Here is another version – nicer implementation (more true to the darker spirit of Lovecraft), but incomplete.

[daily log: walking, 7km]

Caveat: Making cabbage in other ways

I just learned that South Korea has a horrible "kimchi deficit," in an article here.

The same article points out, however, that overall, Korea runs a major trade surplus. And they make plenty of money on that surplus, which, apparently, they spend importing cheap Chinese-made kimchi.

The irony is that "cabbage" (배추) is a slang word for money, in Korean, as well as being a main ingredient in most varieties of kimchi. So they make their "cabbage" selling the world smartphones and memory chips, and then spend that "cabbage" for real cabbage from China.

Personally, I'm going to have to look more closely at the labels on my pre-made, store-bought kimchi, because I prefer to avoid food imported from China – the quality issues in the past have seemed quite notable. I do marvel, however, at the fact that China has become such a dominant food exporter in so many product domains: a country with so many people, where people were dying in famine half a century ago, still manages to export vast quantities of food.

[daily log: walking, 7km]

Caveat: the supremacy of the individual conscience

On Monday, the US commemorated Dr Martin Luther King, Jr.'s birthday. Dr King's memorial has become the somewhat anodyne fillip to an annual dialogue about race and civil rights, couched in terms guaranteed to offend no one. But he was pretty offensive to those aligned against him, in his era – and those people were offensive right back at him. Not least, consider this bit, written shortly after his assassination:

Those who mourn Dr. King because they were his closest followers should meditate the implications of the deed of the wildman who killed him. That deed should bring to mind not (for God's sake) the irrelevance of non-violence, but the sternest necessity of reaffirming non-violence. An aspect of non-violence is submission to the law.

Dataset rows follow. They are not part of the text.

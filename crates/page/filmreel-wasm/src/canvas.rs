//! Canvas 2D implementation of the core `FrameSurface`.

use filmreel_core::{backing_store_size, DrawRect, FrameSurface, PageError, Size};
use wasm_bindgen::{JsCast, JsValue};
use web_sys::{CanvasRenderingContext2d, Document, HtmlCanvasElement, HtmlImageElement};

fn surface_err(e: JsValue) -> PageError {
    PageError::surface(format!("{e:?}"))
}

pub struct Canvas2dSurface {
    canvas: HtmlCanvasElement,
    ctx: CanvasRenderingContext2d,
    /// Preloaded frames indexed like the core frame set.
    images: Vec<HtmlImageElement>,
}

impl Canvas2dSurface {
    /// Look up the canvas by id and obtain its 2D context.
    pub fn find(document: &Document, canvas_id: &str) -> Result<Self, PageError> {
        let canvas = document
            .get_element_by_id(canvas_id)
            .ok_or_else(|| PageError::missing_element(format!("#{canvas_id}")))?
            .dyn_into::<HtmlCanvasElement>()
            .map_err(|_| PageError::missing_element(format!("#{canvas_id} is not a canvas")))?;
        let ctx = canvas
            .get_context("2d")
            .ok()
            .flatten()
            .and_then(|ctx| ctx.dyn_into::<CanvasRenderingContext2d>().ok())
            .ok_or_else(|| PageError::MissingContext {
                what: format!("2d context for #{canvas_id}"),
            })?;
        Ok(Self {
            canvas,
            ctx,
            images: Vec::new(),
        })
    }

    /// Match the backing store to the on-screen size. Clears the canvas.
    pub fn resize_to_client_rect(&self) -> Size {
        let rect = self.canvas.get_bounding_client_rect();
        let size = backing_store_size(rect.width(), rect.height());
        self.canvas.set_width(size.width as u32);
        self.canvas.set_height(size.height as u32);
        size
    }

    pub fn set_images(&mut self, images: Vec<HtmlImageElement>) {
        self.images = images;
    }
}

impl FrameSurface for Canvas2dSurface {
    fn fill_rect(&mut self, color: &str, rect: DrawRect) -> Result<(), PageError> {
        self.ctx.set_fill_style_str(color);
        self.ctx.fill_rect(rect.x, rect.y, rect.width, rect.height);
        Ok(())
    }

    fn draw_frame(&mut self, frame: usize, rect: DrawRect) -> Result<(), PageError> {
        let img = self.images.get(frame).ok_or(PageError::FrameOutOfRange {
            index: frame,
            total: self.images.len(),
        })?;
        self.ctx
            .draw_image_with_html_image_element_and_dw_and_dh(
                img,
                rect.x,
                rect.y,
                rect.width,
                rect.height,
            )
            .map_err(surface_err)
    }

    fn set_blend_mode(&mut self, mode: &str) -> Result<(), PageError> {
        self.ctx
            .set_global_composite_operation(mode)
            .map_err(surface_err)
    }
}
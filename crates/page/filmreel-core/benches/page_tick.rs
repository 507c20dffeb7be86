use criterion::{black_box, criterion_group, criterion_main, Criterion};
use filmreel_core::{
    Config, HeroSnapshot, Inputs, MountInfo, PageController, PageEvent, SectionBox, SectionKind,
    Size,
};

fn mounted() -> PageController {
    let mut page = PageController::new(Config::default()).expect("default config");
    page.mount(MountInfo {
        canvas: Some(Size::new(1920.0, 1080.0)),
        animation_section: true,
        sections: vec![
            SectionKind::Plain,
            SectionKind::Skills { markers: 12 },
            SectionKind::Achievements {
                targets: vec![50, 120, 8],
            },
        ],
    });
    let loads = (0..384)
        .map(|index| PageEvent::FrameLoaded {
            index,
            width: 1920.0,
            height: 1080.0,
        })
        .collect();
    page.update(0.0, Inputs::new(loads));
    page
}

fn bench_scroll_tick(c: &mut Criterion) {
    let section = SectionBox {
        top: 1080.0,
        height: 4000.0,
    };
    let hero = HeroSnapshot {
        layer_speeds: vec![Some(0.2), Some(0.5), None],
    };
    c.bench_function("scroll_tick_burst_of_4", |b| {
        let mut page = mounted();
        let mut y = 0.0;
        b.iter(|| {
            y = (y + 37.0) % 6000.0;
            let events = (0..4)
                .map(|k| PageEvent::Scroll {
                    scroll_y: y + k as f64,
                    window_height: 1080.0,
                    hero: Some(hero.clone()),
                    section: Some(section),
                })
                .collect();
            black_box(page.update(y, Inputs::new(events)).changes.len());
        });
    });
}

criterion_group!(benches, bench_scroll_tick);
criterion_main!(benches);
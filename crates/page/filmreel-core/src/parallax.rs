//! Hero parallax.
//!
//! While the hero is still on screen (`scroll_y < window_height`) each
//! background layer moves at its own speed, and the hero text moves at a
//! fixed speed while fading out linearly. Past the hero nothing is computed.

use serde::{Deserialize, Serialize};

use crate::config::ParallaxCfg;

/// Styles for one scroll position.
#[derive(Clone, Debug, PartialEq, Serialize, Deserialize)]
pub struct ParallaxFrame {
    /// Vertical translation per layer, in layer order.
    pub layer_offsets: Vec<f32>,
    pub text_offset: f32,
    pub text_opacity: f32,
}

/// Read a layer speed attribute. Empty or unparseable values yield `None`.
pub fn parse_speed(raw: Option<&str>) -> Option<f32> {
    raw.map(str::trim)
        .filter(|s| !s.is_empty())
        .and_then(|s| s.parse::<f32>().ok())
        .filter(|v| v.is_finite())
}

/// Whether the hero is still on screen. Hosts check this before reading any
/// layer from the page.
#[inline]
pub fn hero_in_view(scroll_y: f64, window_height: f64) -> bool {
    window_height > 0.0 && scroll_y < window_height
}

#[derive(Clone, Debug)]
pub struct Parallax {
    cfg: ParallaxCfg,
}

impl Parallax {
    pub fn new(cfg: &ParallaxCfg) -> Self {
        Self { cfg: *cfg }
    }

    /// Compute layer and text styles, or `None` once scrolled past the hero.
    pub fn step(
        &self,
        scroll_y: f32,
        window_height: f32,
        layer_speeds: &[Option<f32>],
    ) -> Option<ParallaxFrame> {
        if !hero_in_view(scroll_y as f64, window_height as f64) {
            return None;
        }
        let layer_offsets = layer_speeds
            .iter()
            .map(|speed| scroll_y * speed.unwrap_or(self.cfg.default_layer_speed))
            .collect();
        Some(ParallaxFrame {
            layer_offsets,
            text_offset: scroll_y * self.cfg.text_speed,
            text_opacity: 1.0 - scroll_y / window_height,
        })
    }
}

#[cfg(test)]
mod tests {
    use super::*;

    #[test]
    fn speeds_fall_back_to_default() {
        let p = Parallax::new(&ParallaxCfg::default());
        let f = p.step(100.0, 800.0, &[Some(0.2), None]).unwrap();
        assert_eq!(f.layer_offsets, vec![20.0, 50.0]);
        assert_eq!(f.text_offset, 40.0);
        assert_eq!(f.text_opacity, 0.875);
    }

    #[test]
    fn no_work_past_hero() {
        let p = Parallax::new(&ParallaxCfg::default());
        assert!(p.step(800.0, 800.0, &[Some(1.0)]).is_none());
        assert!(p.step(5.0, 0.0, &[]).is_none());
    }

    #[test]
    fn hero_visibility_bounds() {
        assert!(hero_in_view(0.0, 800.0));
        assert!(hero_in_view(799.5, 800.0));
        assert!(!hero_in_view(800.0, 800.0));
        assert!(!hero_in_view(5000.0, 800.0));
        assert!(!hero_in_view(0.0, 0.0));
        assert!(!hero_in_view(f64::NAN, 800.0));
    }

    #[test]
    fn parse_speed_cases() {
        assert_eq!(parse_speed(Some("0.3")), Some(0.3));
        assert_eq!(parse_speed(Some(" 0 ")), Some(0.0));
        assert_eq!(parse_speed(Some("")), None);
        assert_eq!(parse_speed(Some("fast")), None);
        assert_eq!(parse_speed(Some("NaN")), None);
        assert_eq!(parse_speed(None), None);
    }
}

The last public speech of Martin Luther King described his intention of violating the law in Memphis, where an injunction had been handed down against the resumption of a march which only a week ago had resulted in the death of one human being and the wounding of fifty others.

Dr. King's flouting of the law does not justify the the flouting by others of the law, but it is a terrifying thought that, most likely, the cretin who leveled his rifle at the head of Martin Luther King, may have absorbed the talk, so freely available, about the supremacy of the individual conscience, such talk as Martin Luther King, God rest his troubled soul, had so widely, and so indiscriminately, indulged in. – William F. Buckley, April 9, 1968.

Buckley, in essence, blames the actions of Dr King's murderer on the message he advocated and preached. It is deeply disturbing that in Buckley's view, "submission to the law" is a component of non-violence. This confuses the admonition to "render unto Caesar" for a quite different notion: "submit to Caesar." This is definitely not what any notable advocate of nonviolence has ever had in mind, including Jesus himself.

In light of this, please don't believe that dogwghistle racism and "blaming the victim" are in any way new to the right's discourses contra civil rights. I once thought rather highly of Buckley, but over the years I have seen more and more evidence to support the idea that he was, behind his high rhetoric, yet another defender of the Jim Crow status quo ante.

The only thing actually new in our current Emperor is a certain incisive vulgarity – the content of the message is little changed. Yet it is the content of the message we need to be concerned about, not the manner of presentation.